CN218414590U - Omnibearing photoelectric detector - Google Patents

Abstract

The utility model discloses an all-round photoelectric detector, all-round photoelectric detector include reflection cone mirror, clear glass pipe, photoelectric detector, convex lens and encapsulation casing, the reflection cone mirror with the encapsulation casing is established separately the both ends of clear glass pipe, photoelectric detector with convex lens all locates in the clear glass pipe, convex lens sets up photoelectric detector top protrusion in the top of encapsulation casing. The utility model provides an all-round photoelectric detector compares in current photoelectric detector can further solve the problem that can not all-round received light.

Description

Omnibearing photoelectric detector

Technical Field

The utility model relates to a photoelectric detection field especially relates to an all-round photoelectric detector.

Background

At present, common photoelectric detectors are basically of a plane receiving type, the receiving angle of the common photoelectric detectors has a blind zone, the receiving angle and the receiving range of some detectors are increased by adding a lens in front of a detecting element, but the receiving angle is smaller than 180 degrees, the receiving direction is only limited to be right in front of the detector, and the problem of omnibearing is solved by installing a plurality of detectors in the receiving direction according to different angles.
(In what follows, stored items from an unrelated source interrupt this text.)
use std::fmt;

use rand::rngs::StdRng;
use rand::{Rng, SeedableRng};
use serde::{Deserialize, Serialize};

pub const MIN_TEMPERATURE: i32 = 50;
pub const MAX_TEMPERATURE: i32 = 90;

#[derive(Debug, Clone, Copy, Serialize, Deserialize, PartialEq, Eq, Hash)]
pub enum WeatherCondition {
    Sunny,
    #[serde(rename = "Partly Cloudy")]
    PartlyCloudy,
    Cloudy,
    Rainy,
}

impl WeatherCondition {
    pub const ALL: [WeatherCondition; 4] = [
        WeatherCondition::Sunny,
        WeatherCondition::PartlyCloudy,
        WeatherCondition::Cloudy,
        WeatherCondition::Rainy,
    ];

    pub fn label(&self) -> &'static str {
        match self {
            WeatherCondition::Sunny => "Sunny",
            WeatherCondition::PartlyCloudy => "Partly Cloudy",
            WeatherCondition::Cloudy => "Cloudy",
            WeatherCondition::Rainy => "Rainy",
        }
    }
}

impl fmt::Display for WeatherCondition {
    fn fmt(&self, f: &mut fmt::Formatter<'_>) -> fmt::Result {
        f.write_str(self.label())
    }
}

/// One day's forecast. Temperature is in °F.
#[derive(Debug, Clone, Copy, Serialize, Deserialize, PartialEq, Eq)]
pub struct Weather {
    pub temperature: i32,
    pub condition: WeatherCondition,
}

impl Weather {
    pub fn new(temperature: i32, condition: WeatherCondition) -> Self {
        Self {
            temperature,
            condition,
        }
    }
}

impl fmt::Display for Weather {
    fn fmt(&self, f: &mut fmt::Formatter<'_>) -> fmt::Result {
        write!(f, "{}°F {}", self.temperature, self.condition)
    }
}

pub trait WeatherSource {
    fn next_weather(&mut self) -> Weather;
}

/// Uniform draws over 50..=90 °F and the four conditions.
#[derive(Debug, Clone)]
pub struct RandomWeather<R = StdRng> {
    rng: R,
}

impl RandomWeather<StdRng> {
    pub fn from_entropy() -> Self {
        Self::new(StdRng::from_entropy())
    }

    pub fn seeded(seed: u64) -> Self {
        Self::new(StdRng::seed_from_u64(seed))
    }

    pub fn from_seed_option(seed: Option<u64>) -> Self {
        match seed {
            Some(seed) => Self::seeded(seed),
            None => Self::from_entropy(),
        }
    }
}

impl<R: Rng> RandomWeather<R> {
    pub fn new(rng: R) -> Self {
        Self { rng }
    }
}

impl<R: Rng> WeatherSource for RandomWeather<R> {
    fn next_weather(&mut self) -> Weather {
        let temperature = self.rng.gen_range(MIN_TEMPERATURE..=MAX_TEMPERATURE);
        let condition = WeatherCondition::ALL[self.rng.gen_range(0..WeatherCondition::ALL.len())];
        Weather::new(temperature, condition)
    }
}

/// Always reports the same reading.
#[derive(Debug, Clone, Copy)]
pub struct FixedWeather(pub Weather);

impl WeatherSource for FixedWeather {
    fn next_weather(&mut self) -> Weather {
        self.0
    }
}
//! Application configuration.

use directories::ProjectDirs;
use serde::{Deserialize, Serialize};
use std::path::PathBuf;

use super::args::CliArgs;
use crate::application::services::pagination::{DEFAULT_PAGE_SIZE, PagerConfig};
use crate::application::services::weather_service::DEFAULT_CITY;
use crate::domain::entities::{COURSES_COLLECTION, CREATED_AT_FIELD};

pub(crate) const APP_NAME: &str = "campusdesk";
pub(crate) const APP_QUALIFIER: &str = "edu";
pub(crate) const APP_ORGANIZATION: &str = "campusdesk";

/// Log level configuration.
#[derive(Debug, Clone, Copy, Default, PartialEq, Eq, Serialize, Deserialize, clap::ValueEnum)]
#[serde(rename_all = "lowercase")]
pub enum LogLevel {
    /// Trace level.
    Trace,
    /// Debug level.
    Debug,
    /// Info level.
    #[default]
    Info,
    /// Warning level.
    Warn,
    /// Error level.
    Error,
}

impl LogLevel {
    /// Converts to tracing level.
    #[must_use]
    pub const fn to_tracing_level(self) -> tracing::Level {
        match self {
            Self::Trace => tracing::Level::TRACE,
            Self::Debug => tracing::Level::DEBUG,
            Self::Info => tracing::Level::INFO,
            Self::Warn => tracing::Level::WARN,
            Self::Error => tracing::Level::ERROR,
        }
    }
}

impl std::fmt::Display for LogLevel {
    fn fmt(&self, f: &mut std::fmt::Formatter<'_>) -> std::fmt::Result {
        match self {
            Self::Trace => write!(f, "trace"),
            Self::Debug => write!(f, "debug"),
            Self::Info => write!(f, "info"),
            Self::Warn => write!(f, "warn"),
            Self::Error => write!(f, "error"),
        }
    }
}

/// Application configuration, read from `config.toml` and overridden by CLI
/// arguments.
#[derive(Debug, Serialize, Deserialize)]
pub struct AppConfig {
    /// Configuration file path.
    #[serde(skip)]
    pub config: Option<PathBuf>,

    /// Log file path.
    #[serde(skip)]
    pub log_path: Option<PathBuf>,

    /// Serve courses from an in-memory sample catalogue.
    #[serde(skip)]
    pub offline: bool,

    /// Log verbosity level.
    #[serde(default)]
    pub log_level: LogLevel,

    /// Firebase project settings.
    #[serde(default)]
    pub firebase: FirebaseConfig,

    /// Course browser settings.
    #[serde(default)]
    pub courses: CoursesConfig,

    /// Weather settings.
    #[serde(default)]
    pub weather: WeatherConfig,

    /// Session settings.
    #[serde(default)]
    pub session: SessionConfig,
}

/// Firebase project settings.
#[derive(Debug, Clone, Default, Serialize, Deserialize)]
pub struct FirebaseConfig {
    /// Web API key of the project.
    #[serde(default)]
    pub api_key: Option<String>,

    /// Firebase project id.
    #[serde(default)]
    pub project_id: Option<String>,

    /// Firestore database id.
    #[serde(default = "default_database")]
    pub database: String,
}

/// Course browser settings.
#[derive(Debug, Clone, Serialize, Deserialize)]
pub struct CoursesConfig {
    /// Records per page.
    #[serde(default = "default_page_size")]
    pub page_size: u32,

    /// Field courses are ordered by.
    #[serde(default = "default_sort_field")]
    pub sort_field: String,

    /// Count the collection with every page fetch.
    #[serde(default = "default_true")]
    pub refresh_total: bool,

    /// Hide the catalogue from signed-out users.
    #[serde(default)]
    pub require_auth: bool,
}

impl Default for CoursesConfig {
    fn default() -> Self {
        Self {
            page_size: DEFAULT_PAGE_SIZE,
            sort_field: default_sort_field(),
            refresh_total: true,
            require_auth: false,
        }
    }
}

impl CoursesConfig {
    /// Pager settings for the courses collection.
    #[must_use]
    pub fn pager_config(&self) -> PagerConfig {
        PagerConfig::new(COURSES_COLLECTION)
            .with_page_size(self.page_size)
            .with_sort_field(self.sort_field.clone())
            .with_refresh_total(self.refresh_total)
            .with_require_auth(self.require_auth)
    }
}

/// Weather widget settings.
#[derive(Debug, Clone, Serialize, Deserialize)]
pub struct WeatherConfig {
    /// `OpenWeatherMap` API key.
    #[serde(default)]
    pub api_key: Option<String>,

    /// Base URL of the weather API.
    #[serde(default = "default_weather_url")]
    pub base_url: String,

    /// City shown when nothing was looked up before.
    #[serde(default = "default_city")]
    pub default_city: String,

    /// Minutes a cached reading stays valid.
    #[serde(default = "default_cache_minutes")]
    pub cache_minutes: i64,
}

impl Default for WeatherConfig {
    fn default() -> Self {
        Self {
            api_key: None,
            base_url: default_weather_url(),
            default_city: default_city(),
            cache_minutes: default_cache_minutes(),
        }
    }
}

/// Session persistence settings.
#[derive(Debug, Clone, Serialize, Deserialize)]
pub struct SessionConfig {
    /// Keep the refresh token in the system keyring between runs.
    #[serde(default = "default_true")]
    pub persist: bool,
}

impl Default for SessionConfig {
    fn default() -> Self {
        Self { persist: true }
    }
}

fn default_true() -> bool {
    true
}

fn default_database() -> String {
    "(default)".to_string()
}

const fn default_page_size() -> u32 {
    DEFAULT_PAGE_SIZE
}

fn default_sort_field() -> String {
    CREATED_AT_FIELD.to_string()
}

fn default_weather_url() -> String {
    "https://api.openweathermap.org/data/2.5".to_string()
}

fn default_city() -> String {
    DEFAULT_CITY.to_string()
}

const fn default_cache_minutes() -> i64 {
    30
}

impl AppConfig {
    /// Merges CLI arguments into the configuration.
    pub fn merge_with_args(&mut self, args: CliArgs) {
        if let Some(config_path) = args.config {
            self.config = Some(config_path);
        }
        if let Some(log_path) = args.log_path {
            self.log_path = Some(log_path);
        }
        if let Some(log_level) = args.log_level {
            self.log_level = log_level;
        }
        if let Some(api_key) = args.firebase_api_key {
            self.firebase.api_key = Some(api_key);
        }
        if let Some(project_id) = args.firebase_project_id {
            self.firebase.project_id = Some(project_id);
        }
        if let Some(api_key) = args.weather_api_key {
            self.weather.api_key = Some(api_key);
        }
        if let Some(page_size) = args.page_size {
            self.courses.page_size = page_size;
        }
        if let Some(require_auth) = args.require_auth {
            self.courses.require_auth = require_auth;
        }
        if args.no_persist_session {
            self.session.persist = false;
        }
        self.offline = args.offline;
    }

    /// Returns default config directory.
    #[must_use]
    pub fn default_config_dir() -> Option<PathBuf> {
        ProjectDirs::from(APP_QUALIFIER, APP_ORGANIZATION, APP_NAME)
            .map(|dirs| dirs.config_dir().to_path_buf())
    }

    /// Returns default config file path.
    #[must_use]
    pub fn default_config_path() -> Option<PathBuf> {
        Self::default_config_dir().map(|dir| dir.join("config.toml"))
    }

    /// Returns default log file path.
    #[must_use]
    pub fn default_log_path() -> Option<PathBuf> {
        ProjectDirs::from(APP_QUALIFIER, APP_ORGANIZATION, APP_NAME)
            .map(|dirs| dirs.data_dir().join("campusdesk.log"))
    }

    /// Returns the directory of the weather cache.
    #[must_use]
    pub fn default_cache_dir() -> Option<PathBuf> {
        ProjectDirs::from(APP_QUALIFIER, APP_ORGANIZATION, APP_NAME)
            .map(|dirs| dirs.cache_dir().join("weather"))
    }

    /// Returns effective config path.
    #[must_use]
    pub fn effective_config_path(&self) -> Option<PathBuf> {
        self.config.clone().or_else(Self::default_config_path)
    }

    /// Returns effective log path.
    #[must_use]
    pub fn effective_log_path(&self) -> Option<PathBuf> {
        self.log_path.clone().or_else(Self::default_log_path)
    }
}

impl Default for AppConfig {
    fn default() -> Self {
        Self {
            config: None,
            log_path: None,
            offline: false,
            log_level: LogLevel::Info,
            firebase: FirebaseConfig {
                database: default_database(),
                ..FirebaseConfig::default()
            },
            courses: CoursesConfig::default(),
            weather: WeatherConfig::default(),
            session: SessionConfig::default(),
        }
    }
}

#[cfg(test)]
mod tests {
    use super::*;
    use clap::Parser;

    #[test]
    fn test_parse_partial_config() {
        let toml_content = r#"
            log_level = "debug"

            [firebase]
            api_key = "AIza-test"
            project_id = "campus-1234"

            [courses]
            page_size = 25
            require_auth = true
        "#;

        let config: AppConfig = toml::from_str(toml_content).expect("Failed to parse config");

        assert_eq!(config.log_level, LogLevel::Debug);
        assert_eq!(config.firebase.project_id.as_deref(), Some("campus-1234"));
        assert_eq!(config.firebase.database, "(default)");
        assert_eq!(config.courses.page_size, 25);
        assert_eq!(config.courses.sort_field, "created_at");
        assert!(config.courses.refresh_total);
        assert_eq!(config.weather.default_city, "London");
        assert_eq!(config.weather.cache_minutes, 30);
    }

    #[test]
    fn test_default_config() {
        let config = AppConfig::default();

        assert_eq!(config.courses.page_size, 15);
        assert!(!config.courses.require_auth);
        assert!(config.session.persist);
        assert!(config.weather.api_key.is_none());
    }

    #[test]
    fn test_args_override_file() {
        let mut config = AppConfig::default();
        let args = CliArgs::parse_from([
            "campusdesk",
            "--page-size",
            "5",
            "--no-persist-session",
            "--offline",
        ]);

        config.merge_with_args(args);

        assert_eq!(config.courses.page_size, 5);
        assert!(!config.session.persist);
        assert!(config.offline);
    }

    #[test]
    fn test_pager_config_from_courses() {
        let courses = CoursesConfig {
            page_size: 10,
            require_auth: true,
            ..CoursesConfig::default()
        };
        let pager = courses.pager_config();

        assert_eq!(pager.collection, "courses");
        assert_eq!(pager.page_size, 10);
        assert!(pager.require_auth);
    }
}
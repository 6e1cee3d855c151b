//! Remove courses use case implementation.

use std::sync::Arc;

use tracing::{debug, info, warn};

use crate::application::services::pagination::AuthGate;
use crate::domain::entities::{COURSES_COLLECTION, DocumentId};
use crate::domain::errors::CourseError;
use crate::domain::ports::DocumentStorePort;

/// Deletes the courses selected in the browser.
#[derive(Clone)]
pub struct RemoveCoursesUseCase {
    store: Arc<dyn DocumentStorePort>,
    auth: AuthGate,
}

impl RemoveCoursesUseCase {
    /// Creates the use case.
    #[must_use]
    pub fn new(store: Arc<dyn DocumentStorePort>, auth: AuthGate) -> Self {
        Self { store, auth }
    }

    /// Deletes `ids` one after another, stopping at the first failure.
    /// Returns how many were removed.
    ///
    /// # Errors
    /// Returns [`CourseError::PartialRemoval`] when some deletes succeeded
    /// before one failed.
    pub async fn execute(&self, ids: &[DocumentId]) -> Result<usize, CourseError> {
        if self.auth.borrow().is_none() {
            return Err(CourseError::NotSignedIn);
        }

        for (removed, id) in ids.iter().enumerate() {
            debug!(course_id = %id, "Deleting course");
            if let Err(source) = self.store.delete(COURSES_COLLECTION, id).await {
                warn!(course_id = %id, removed, error = %source, "Course removal stopped");
                return Err(if removed == 0 {
                    CourseError::Store(source)
                } else {
                    CourseError::PartialRemoval { removed, source }
                });
            }
        }

        info!(count = ids.len(), "Courses removed");
        Ok(ids.len())
    }
}

#[cfg(test)]
mod tests {
    use super::*;
    use tokio::sync::watch;

    use crate::domain::entities::User;
    use crate::domain::ports::mocks::MockDocumentStore;

    fn ids(numbers: &[usize]) -> Vec<DocumentId> {
        numbers
            .iter()
            .map(|n| DocumentId::new(format!("course-{n:03}")))
            .collect()
    }

    fn signed_in() -> AuthGate {
        watch::channel(Some(User::new("u1", "ada@uni.edu"))).1
    }

    #[tokio::test]
    async fn test_removes_all_selected() {
        let store = MockDocumentStore::with_courses(5);
        let use_case = RemoveCoursesUseCase::new(store.clone(), signed_in());

        assert_eq!(use_case.execute(&ids(&[1, 3])).await.unwrap(), 2);
        assert_eq!(store.inner().len(COURSES_COLLECTION), 3);
    }

    #[tokio::test]
    async fn test_stops_at_first_failure() {
        let store = MockDocumentStore::with_courses(5);
        store.fail_delete_after(2);
        let use_case = RemoveCoursesUseCase::new(store.clone(), signed_in());

        let err = use_case.execute(&ids(&[1, 2, 3, 4])).await.unwrap_err();

        assert!(matches!(err, CourseError::PartialRemoval { removed: 2, .. }));
        assert!(store.inner().contains(COURSES_COLLECTION, &DocumentId::new("course-003")));
        assert!(store.inner().contains(COURSES_COLLECTION, &DocumentId::new("course-004")));
    }

    #[tokio::test]
    async fn test_first_delete_failure_is_store_error() {
        let store = MockDocumentStore::with_courses(2);
        store.fail_delete_after(0);
        let use_case = RemoveCoursesUseCase::new(store, signed_in());

        let err = use_case.execute(&ids(&[1])).await.unwrap_err();
        assert!(matches!(err, CourseError::Store(_)));
    }

    #[tokio::test]
    async fn test_requires_sign_in() {
        let store = MockDocumentStore::with_courses(2);
        let (_tx, rx) = watch::channel(None);
        let use_case = RemoveCoursesUseCase::new(store.clone(), rx);

        let err = use_case.execute(&ids(&[1])).await.unwrap_err();
        assert!(matches!(err, CourseError::NotSignedIn));
        assert_eq!(store.inner().len(COURSES_COLLECTION), 2);
    }
}
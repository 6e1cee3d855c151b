mod auth_port;
mod cache_port;
mod clock_port;
mod document_store_port;
mod session_storage_port;
mod weather_port;

pub use auth_port::{AuthPort, IdTokenSource};
pub use cache_port::{CacheEntry, KeyValueCachePort};
pub use clock_port::{Clock, SystemClock};
pub use document_store_port::{DocumentStorePort, PageQuery};
pub use session_storage_port::SessionStoragePort;
pub use weather_port::WeatherPort;

#[cfg(test)]
pub use weather_port::MockWeatherPort;
//! Use case implementations.

mod add_course_use_case;
mod get_course_use_case;
mod login_use_case;
mod remove_courses_use_case;

pub use add_course_use_case::AddCourseUseCase;
pub use get_course_use_case::GetCourseUseCase;
pub use login_use_case::LoginUseCase;
pub use remove_courses_use_case::RemoveCoursesUseCase;
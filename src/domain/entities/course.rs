//! Course entity.

use chrono::{DateTime, Utc};

use super::document::{Document, DocumentId, FieldValue, Fields, FromDocument};

/// Collection holding course documents.
pub const COURSES_COLLECTION: &str = "courses";
/// Field courses are ordered by.
pub const CREATED_AT_FIELD: &str = "created_at";

/// A course as displayed in the catalogue.
#[derive(Debug, Clone, PartialEq, Eq)]
pub struct Course {
    id: DocumentId,
    title: String,
    description: String,
    instructor: String,
    created_at: Option<DateTime<Utc>>,
}

impl Course {
    /// Creates a course.
    #[must_use]
    pub fn new(
        id: impl Into<DocumentId>,
        title: impl Into<String>,
        description: impl Into<String>,
        instructor: impl Into<String>,
        created_at: Option<DateTime<Utc>>,
    ) -> Self {
        Self {
            id: id.into(),
            title: title.into(),
            description: description.into(),
            instructor: instructor.into(),
            created_at,
        }
    }

    /// Store id.
    #[must_use]
    pub const fn id(&self) -> &DocumentId {
        &self.id
    }

    /// Course title.
    #[must_use]
    pub fn title(&self) -> &str {
        &self.title
    }

    /// Course description.
    #[must_use]
    pub fn description(&self) -> &str {
        &self.description
    }

    /// Name of the instructor.
    #[must_use]
    pub fn instructor(&self) -> &str {
        &self.instructor
    }

    /// When the course was added, if recorded.
    #[must_use]
    pub const fn created_at(&self) -> Option<DateTime<Utc>> {
        self.created_at
    }
}

impl FromDocument for Course {
    fn from_document(document: Document) -> Self {
        let text = |name: &str| document.str_field(name).unwrap_or_default().to_string();
        Self {
            title: text("title"),
            description: text("description"),
            instructor: text("instructor"),
            created_at: document
                .field(CREATED_AT_FIELD)
                .and_then(FieldValue::as_timestamp),
            id: document.id,
        }
    }
}

/// Course form input.
#[derive(Debug, Clone, Default, PartialEq, Eq)]
pub struct NewCourse {
    /// Course title.
    pub title: String,
    /// Course description.
    pub description: String,
    /// Name of the instructor.
    pub instructor: String,
}

impl NewCourse {
    /// Creates form input.
    #[must_use]
    pub fn new(
        title: impl Into<String>,
        description: impl Into<String>,
        instructor: impl Into<String>,
    ) -> Self {
        Self {
            title: title.into(),
            description: description.into(),
            instructor: instructor.into(),
        }
    }

    /// Returns the name of the first blank field, if any.
    #[must_use]
    pub fn first_blank_field(&self) -> Option<&'static str> {
        [
            ("title", &self.title),
            ("description", &self.description),
            ("instructor", &self.instructor),
        ]
        .into_iter()
        .find(|(_, value)| value.trim().is_empty())
        .map(|(name, _)| name)
    }

    /// Converts the form into stored fields, stamping the creation time.
    #[must_use]
    pub fn into_fields(self, created_at: DateTime<Utc>) -> Fields {
        let mut fields = Fields::new();
        fields.insert("title".into(), self.title.trim().into());
        fields.insert("description".into(), self.description.trim().into());
        fields.insert("instructor".into(), self.instructor.trim().into());
        fields.insert(CREATED_AT_FIELD.into(), created_at.into());
        fields
    }
}

#[cfg(test)]
mod tests {
    use super::*;
    use chrono::TimeZone;

    #[test]
    fn test_from_document_reads_fields() {
        let created = Utc.with_ymd_and_hms(2024, 9, 1, 8, 0, 0).unwrap();
        let fields = NewCourse::new("Databases", "Relational theory", "Dr. Codd").into_fields(created);
        let course = Course::from_document(Document::new("db101", fields));

        assert_eq!(course.id().as_str(), "db101");
        assert_eq!(course.title(), "Databases");
        assert_eq!(course.instructor(), "Dr. Codd");
        assert_eq!(course.created_at(), Some(created));
    }

    #[test]
    fn test_from_document_is_lenient() {
        let mut fields = Fields::new();
        fields.insert("title".into(), FieldValue::Integer(7));
        let course = Course::from_document(Document::new("x", fields));

        assert_eq!(course.title(), "");
        assert_eq!(course.description(), "");
        assert!(course.created_at().is_none());
    }

    #[test]
    fn test_first_blank_field() {
        assert_eq!(NewCourse::new("a", "b", "c").first_blank_field(), None);
        assert_eq!(
            NewCourse::new("a", "  ", "").first_blank_field(),
            Some("description")
        );
    }
}
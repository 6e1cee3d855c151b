//! Email and password login form.

use crossterm::event::{KeyCode, KeyEvent, KeyModifiers};
use ratatui::{
    buffer::Buffer,
    layout::{Constraint, Layout, Rect},
    style::{Color, Modifier, Style},
    text::{Line, Span},
    widgets::{Block, Borders, Clear, Paragraph, Widget},
};

use crate::application::dto::{LoginMode, LoginRequest};
use crate::presentation::widgets::TextInput;

#[derive(Debug, Clone, Copy, PartialEq, Eq)]
#[allow(missing_docs)]
pub enum LoginState {
    Input,
    Validating,
    Error,
}

#[derive(Debug, Clone, Copy, PartialEq, Eq)]
enum Field {
    Email,
    Password,
}

#[derive(Debug, Clone)]
#[allow(missing_docs)]
pub enum LoginAction {
    None,
    Submit(LoginRequest),
    Cancel,
}

/// Login form UI.
pub struct LoginScreen {
    email: TextInput,
    password: TextInput,
    focus: Field,
    mode: LoginMode,
    state: LoginState,
    error_message: Option<String>,
}

impl LoginScreen {
    /// An empty sign-in form.
    #[must_use]
    pub fn new() -> Self {
        let mut email = TextInput::new("Email").placeholder("you@university.edu");
        email.set_focused(true);

        Self {
            email,
            password: TextInput::new("Password").password(),
            focus: Field::Email,
            mode: LoginMode::SignIn,
            state: LoginState::Input,
            error_message: None,
        }
    }

    /// Form state.
    #[must_use]
    pub const fn state(&self) -> LoginState {
        self.state
    }

    /// Sign in or sign up.
    #[must_use]
    pub const fn mode(&self) -> LoginMode {
        self.mode
    }

    /// Marks the form as waiting for the server.
    pub fn set_validating(&mut self) {
        self.state = LoginState::Validating;
        self.error_message = None;
    }

    /// Shows `message` and clears the password.
    pub fn set_error(&mut self, message: impl Into<String>) {
        self.state = LoginState::Error;
        self.error_message = Some(message.into());
        self.password.clear();
    }

    fn focus(&mut self, field: Field) {
        self.focus = field;
        self.email.set_focused(field == Field::Email);
        self.password.set_focused(field == Field::Password);
    }

    fn focused_input(&mut self) -> &mut TextInput {
        match self.focus {
            Field::Email => &mut self.email,
            Field::Password => &mut self.password,
        }
    }

    /// Maps a key press to an action.
    pub fn handle_key(&mut self, key: KeyEvent) -> LoginAction {
        if self.state == LoginState::Validating {
            return LoginAction::None;
        }
        if self.state == LoginState::Error {
            self.state = LoginState::Input;
            self.error_message = None;
        }

        match key.code {
            KeyCode::Esc => return LoginAction::Cancel,
            KeyCode::Tab | KeyCode::Down | KeyCode::BackTab | KeyCode::Up => {
                let next = match self.focus {
                    Field::Email => Field::Password,
                    Field::Password => Field::Email,
                };
                self.focus(next);
            }
            KeyCode::Char('t') if key.modifiers.contains(KeyModifiers::CONTROL) => {
                self.mode = self.mode.toggled();
            }
            KeyCode::Enter => match self.focus {
                Field::Email => self.focus(Field::Password),
                Field::Password => {
                    let request = LoginRequest::new(self.email.value(), self.password.value())
                        .with_mode(self.mode);
                    return LoginAction::Submit(request);
                }
            },
            _ => {
                self.focused_input().handle_key(key);
            }
        }

        LoginAction::None
    }

    fn render_inner(&self, area: Rect, buf: &mut Buffer) {
        let [_, center, _] = Layout::vertical([
            Constraint::Fill(1),
            Constraint::Length(14),
            Constraint::Fill(1),
        ])
        .areas(area);
        let [_, content_area, _] = Layout::horizontal([
            Constraint::Fill(1),
            Constraint::Min(50),
            Constraint::Fill(1),
        ])
        .areas(center);

        Clear.render(content_area, buf);

        let title = match self.mode {
            LoginMode::SignIn => " Sign in ",
            LoginMode::SignUp => " Create account ",
        };
        let block = Block::default()
            .borders(Borders::ALL)
            .border_style(Style::default().fg(Color::Cyan))
            .title(title);
        let inner = block.inner(content_area);
        block.render(content_area, buf);

        let [intro, _, email, password, _, hints, status] = Layout::vertical([
            Constraint::Length(1),
            Constraint::Length(1),
            Constraint::Length(3),
            Constraint::Length(3),
            Constraint::Length(1),
            Constraint::Length(1),
            Constraint::Length(1),
        ])
        .areas(inner);

        Paragraph::new("Sign in to manage courses and view the budget")
            .style(Style::default().fg(Color::White))
            .render(intro, buf);
        (&self.email).render(email, buf);
        (&self.password).render(password, buf);

        let dim = Style::default().fg(Color::DarkGray);
        Paragraph::new(Line::from(vec![
            Span::styled("Enter: Submit", dim),
            Span::raw(" | "),
            Span::styled("Tab: Next field", dim),
            Span::raw(" | "),
            Span::styled(format!("Ctrl+T: {}", self.mode.toggled()), dim),
            Span::raw(" | "),
            Span::styled("Esc: Back", dim),
        ]))
        .render(hints, buf);

        let status_line = match self.state {
            LoginState::Input => Line::default(),
            LoginState::Validating => Line::from(Span::styled(
                "Contacting the auth service...",
                Style::default()
                    .fg(Color::Yellow)
                    .add_modifier(Modifier::ITALIC),
            )),
            LoginState::Error => Line::from(Span::styled(
                format!(
                    "Error: {}",
                    self.error_message.as_deref().unwrap_or("Unknown error")
                ),
                Style::default().fg(Color::Red),
            )),
        };
        Paragraph::new(status_line).render(status, buf);
    }
}

impl Default for LoginScreen {
    fn default() -> Self {
        Self::new()
    }
}

impl Widget for &LoginScreen {
    fn render(self, area: Rect, buf: &mut Buffer) {
        self.render_inner(area, buf);
    }
}

#[cfg(test)]
mod tests {
    use super::*;

    fn key(code: KeyCode) -> KeyEvent {
        KeyEvent::new(code, KeyModifiers::NONE)
    }

    fn type_text(screen: &mut LoginScreen, text: &str) {
        for c in text.chars() {
            screen.handle_key(key(KeyCode::Char(c)));
        }
    }

    #[test]
    fn test_initial_state() {
        let screen = LoginScreen::new();
        assert_eq!(screen.state(), LoginState::Input);
        assert_eq!(screen.mode(), LoginMode::SignIn);
    }

    #[test]
    fn test_enter_moves_to_password_then_submits() {
        let mut screen = LoginScreen::new();
        type_text(&mut screen, "ada@uni.edu");
        assert!(matches!(
            screen.handle_key(key(KeyCode::Enter)),
            LoginAction::None
        ));
        type_text(&mut screen, "pw1234");

        let LoginAction::Submit(request) = screen.handle_key(key(KeyCode::Enter)) else {
            panic!("expected submit");
        };
        assert_eq!(request.email, "ada@uni.edu");
        assert_eq!(request.password, "pw1234");
        assert_eq!(request.mode, LoginMode::SignIn);
    }

    #[test]
    fn test_toggle_mode() {
        let mut screen = LoginScreen::new();
        screen.handle_key(KeyEvent::new(KeyCode::Char('t'), KeyModifiers::CONTROL));
        assert_eq!(screen.mode(), LoginMode::SignUp);
        assert!(screen.email.value().is_empty());
    }

    #[test]
    fn test_error_clears_password_and_next_key_resets() {
        let mut screen = LoginScreen::new();
        screen.handle_key(key(KeyCode::Tab));
        type_text(&mut screen, "wrong");
        screen.set_error("invalid email or password");
        assert!(screen.password.value().is_empty());

        screen.handle_key(key(KeyCode::Char('x')));
        assert_eq!(screen.state(), LoginState::Input);
    }

    #[test]
    fn test_keys_ignored_while_validating() {
        let mut screen = LoginScreen::new();
        screen.set_validating();
        assert!(matches!(
            screen.handle_key(key(KeyCode::Esc)),
            LoginAction::None
        ));
    }

    #[test]
    fn test_escape_cancels() {
        let mut screen = LoginScreen::new();
        assert!(matches!(
            screen.handle_key(key(KeyCode::Esc)),
            LoginAction::Cancel
        ));
    }
}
SUMMERY OF THE UTILITY MODEL

The main object of the present invention is to provide an omnidirectional photoelectric detector, which aims to solve the above technical problem.

In order to achieve the above object, the utility model provides an all-round photoelectric detector includes reflection cone mirror, clear glass pipe, photoelectric detector, convex lens and packaging casing, the reflection cone mirror with packaging casing sets up separately the both ends of clear glass pipe, photoelectric detector with convex lens all locates in the clear glass pipe, convex lens sets up photoelectric detector top protrusion in packaging casing's top.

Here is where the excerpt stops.